August 12, 2018

After five days of outreach clinics, serving over 900 people of Uganda, the August 2018 Uganda Team enjoyed other aspects of the Uganda culture. We drove to Murchison Falls National Park late Friday afternoon to be able to experience a Safari today.

What a magnificent morning to see the sunrise over the Nile River. It brought to mind God’s promise of faithfulness that His compassion is new every morning (Lamentations 3:23).

The team’s adventure continued thru the national park to observe a variety of animals in their natural habitat. We were able to appreciate the beauty of God’s creation and support the local tourism economy.

As we drove thru the WFNP, I noticed the caravan of Safari vehicles traveling on the road ahead and remembered to be thankful that we are God’s workmanship created in Christ Jesus to do good works, which God prepared in advance for us to do (Ephesians 2:10). As the team gathered to share each night, so many expressed their thanks for this opportunity to serve in Uganda, this opportunity that God prepared in advance for us.

Late Saturday afternoon we returned to Masindi to finalize inventory to prepare for the December 2018 team. Please pray for this team as they prepare to continue to serve in Uganda.


August 10, 2018

We’ve had four long days and we’re feeling a bit fatigued. This may explain my mixed emotions: joy, sadness, love, emptiness, compassion and helplessness.

As we drove to the village, I gazed out the window watching to local people. I began counting the bare feet. Less than 50% of the people were wearing shoes. Adults riding motorcycles and bicycles had bare feet. Women and children wee walking barefoot while carrying water or other supplies in their head. Men and women digging with hoes while barefoot. Children in uniforms were walking to school without shoes. My heart was saddened as I observed the numerous bare feet treading on the dirt and rocks.

I also see the strength and perseverance in the Ugandans. No one appears to be complaining. Then I see joy and contentment as I observe a young girl , about 8 years old, skipping on the road as she approaches her school. And a young boy is smiling and waving as he rides with 2 others on a motorcycle (aka bota bota) to school.

I’m reminded that we must continue to share with God’s people who are in need ( Romans 12:13). I’ve learned so much from the Ugandans: to be content and joyful despite the circumstances around you. I’m inspired to persevere in hope and faith and to be thankful for all of God’s provisions at all times.


From the start of the day, both my father and I were fortunate enough to be greeted with the warmest of welcomes at our outreach clinic. The line roared with song and cheers; their gratefulness was overwhelming to say the least. This trip has been an amazing experience for us as a student and a physician, as well as a son and father respectively.

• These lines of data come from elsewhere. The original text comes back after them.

//! Static viewer page for the generated document.
//!
//! The page is a single self-contained HTML file that loads Swagger UI from
//! its public CDN and points it at the generated YAML document. It is written
//! next to the document so the pair can be served by any static file host.

use log::debug;

const PAGE_TEMPLATE: &str = r##"<!DOCTYPE html>
<html lang="en">
<head>
  <meta charset="utf-8" />
  <meta name="viewport" content="width=device-width, initial-scale=1" />
  <title>__TITLE__</title>
  <link rel="stylesheet" href="https://unpkg.com/swagger-ui-dist@5/swagger-ui.css" />
</head>
<body>
  <div id="swagger-ui"></div>
  <script src="https://unpkg.com/swagger-ui-dist@5/swagger-ui-bundle.js"></script>
  <script>
    window.onload = () => {
      window.ui = SwaggerUIBundle({
        url: "__SPEC_URL__",
        dom_id: "#swagger-ui",
        deepLinking: true,
      });
    };
  </script>
</body>
</html>
"##;

/// Render the viewer page for a document.
///
/// `spec_url` is the URL (usually a relative file name) the page loads the
/// YAML document from; `title` becomes the browser tab title.
pub fn render_page(title: &str, spec_url: &str) -> String {
    debug!("Rendering viewer page for {}", spec_url);
    PAGE_TEMPLATE
        .replace("__TITLE__", title)
        .replace("__SPEC_URL__", spec_url)
}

After unloading and getting ready for the day, I (Patrick, the student) was whisked away to face a challenge I’ve never experienced before: handling a pharmacy. I’m a biochemistry student and have been blessed to learn about many things throughout my life but, alas, pharmacy stuff was not one of them. Thankfully my team was exceptional in teaching me the ropes and by the end of the day I was able to do things I thought were impossible at the beginning. This whole trip has been a reflection of today because I’ve been fortunate enough to be exposed to a wonderful new culture and learn so many things about myself and the world around me. I couldn’t be happier to share this growth with my father and I cannot wait to be back one day to serve others just as we have been doing all week!

This is Patrick’s first trip to Africa but this is my fourth (Dr. Steve). My son was reluctant to come at times due to the fear of the unknown but I knew this experience would be amazing for him. It has been an absolute pleasure to travel with him and show him all the wonderful things here.

Today I worked with Ashley, another student on this trip, along with the rest of the providers. We saw twelve cases of malaria, nine cases of Schistosomiasis (all of them my patients), one typhoid and one case of chlamydia. A young boy faced a severe seizure today and will make it to MKMC for another assessment.

All the best to family and friends in Canada and USA from Patrick and Dr. Steve. OnewWorld Health has done an excellent job of keeping us safe and allowing us to serve those in need.